Collected data entries
□ □ □ □ □

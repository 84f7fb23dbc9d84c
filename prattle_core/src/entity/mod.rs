// SeaORM entities for the thread engine: comments, their mention rows,
// and the read-only projection of the external user directory.

pub mod comment;
pub mod comment_mention;
pub mod directory_user;


pub mod prelude {
    // Re-export all entities for convenience
    pub use super::comment::{
        ActiveModel as CommentActiveModel, Column as CommentColumn, Entity as Comment,
        Model as CommentModel,
    };
    pub use super::comment_mention::{
        ActiveModel as CommentMentionActiveModel, Column as CommentMentionColumn,
        Entity as CommentMention, Model as CommentMentionModel,
    };
    pub use super::directory_user::{
        ActiveModel as DirectoryUserActiveModel, Column as DirectoryUserColumn,
        Entity as DirectoryUser, Model as DirectoryUserModel,
    };

    // Re-export commonly used SeaORM types and traits
    pub use sea_orm::{
        ActiveModelTrait,
        ActiveValue,
        ColumnTrait,
        ConnectionTrait,

        // Database and connection types
        Database,
        DatabaseConnection,
        DbConn,
        // Common result types
        DbErr,

        // Core traits
        EntityTrait,
        ModelTrait,
        NotSet,
        PaginatorTrait,
        QueryFilter,
        QueryOrder,
        QuerySelect,
        Related,
        RelationTrait,
        // Active model helpers
        Set,
        TransactionTrait,
        Unchanged,
    };
}
use sea_orm_migration::prelude::*;

mod m20260806_000001_create_directory_users_table;
mod m20260806_000002_create_comments_table;
mod m20260806_000003_create_comment_mentions_table;

pub struct Migrator;

#[async_trait::async_trait]
impl MigratorTrait for Migrator {
    fn migrations() -> Vec<Box<dyn MigrationTrait>> {
        vec![
            Box::new(m20260806_000001_create_directory_users_table::Migration),
            Box::new(m20260806_000002_create_comments_table::Migration),
            Box::new(m20260806_000003_create_comment_mentions_table::Migration),
        ]
    }
}

#[cfg(test)]
use sea_orm::{Database, DbErr};

#[tokio::test]
async fn test_migrations_okay() -> Result<(), DbErr> {
    let db = Database::connect("sqlite:file::memory:?cache=shared").await?;
    let schema_manager = SchemaManager::new(&db);

    Migrator::refresh(&db).await?;

    assert!(schema_manager.has_table("directory_user").await?);
    assert!(schema_manager.has_table("comment").await?);
    assert!(schema_manager.has_table("comment_mention").await?);

    Ok(())
}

□ □ □ □ □

GOAL OF THE EXERCISE> The response has to match the records above word for word.

SOLUTION TO THIS TASK>
repository 84f7fb23dbc9d84c
filename prattle_core/src/entity/mod.rs
// SeaORM entities for the thread engine: comments, their mention rows,
// and the read-only projection of the external user directory.

pub mod comment;
pub mod comment_mention;
pub mod directory_user;


pub mod prelude {
    // Re-export all entities for convenience
    pub use super::comment::{
        ActiveModel as CommentActiveModel, Column as CommentColumn, Entity as Comment,
        Model as CommentModel,
    };
    pub use super::comment_mention::{
        ActiveModel as CommentMentionActiveModel, Column as CommentMentionColumn,
        Entity as CommentMention, Model as CommentMentionModel,
    };
    pub use super::directory_user::{
        ActiveModel as DirectoryUserActiveModel, Column as DirectoryUserColumn,
        Entity as DirectoryUser, Model as DirectoryUserModel,
    };

    // Re-export commonly used SeaORM types and traits
    pub use sea_orm::{
        ActiveModelTrait,
        ActiveValue,
        ColumnTrait,
        ConnectionTrait,

        // Database and connection types
        Database,
        DatabaseConnection,
        DbConn,
        // Common result types
        DbErr,

        // Core traits
        EntityTrait,
        ModelTrait,
        NotSet,
        PaginatorTrait,
        QueryFilter,
        QueryOrder,
        QuerySelect,
        Related,
        RelationTrait,
        // Active model helpers
        Set,
        TransactionTrait,
        Unchanged,
    };
}
use sea_orm_migration::prelude::*;

mod m20260806_000001_create_directory_users_table;
mod m20260806_000002_create_comments_table;
mod m20260806_000003_create_comment_mentions_table;

pub struct Migrator;

#[async_trait::async_trait]
impl MigratorTrait for Migrator {
    fn migrations() -> Vec<Box<dyn MigrationTrait>> {
        vec![
            Box::new(m20260806_000001_create_directory_users_table::Migration),
            Box::new(m20260806_000002_create_comments_table::Migration),
            Box::new(m20260806_000003_create_comment_mentions_table::Migration),
        ]
    }
}

#[cfg(test)]
use sea_orm::{Database, DbErr};

#[tokio::test]
async fn test_migrations_okay() -> Result<(), DbErr> {
    let db = Database::connect("sqlite:file::memory:?cache=shared").await?;
    let schema_manager = SchemaManager::new(&db);

    Migrator::refresh(&db).await?;

    assert!(schema_manager.has_table("directory_user").await?);
    assert!(schema_manager.has_table("comment").await?);
    assert!(schema_manager.has_table("comment_mention").await?);

    Ok(())
}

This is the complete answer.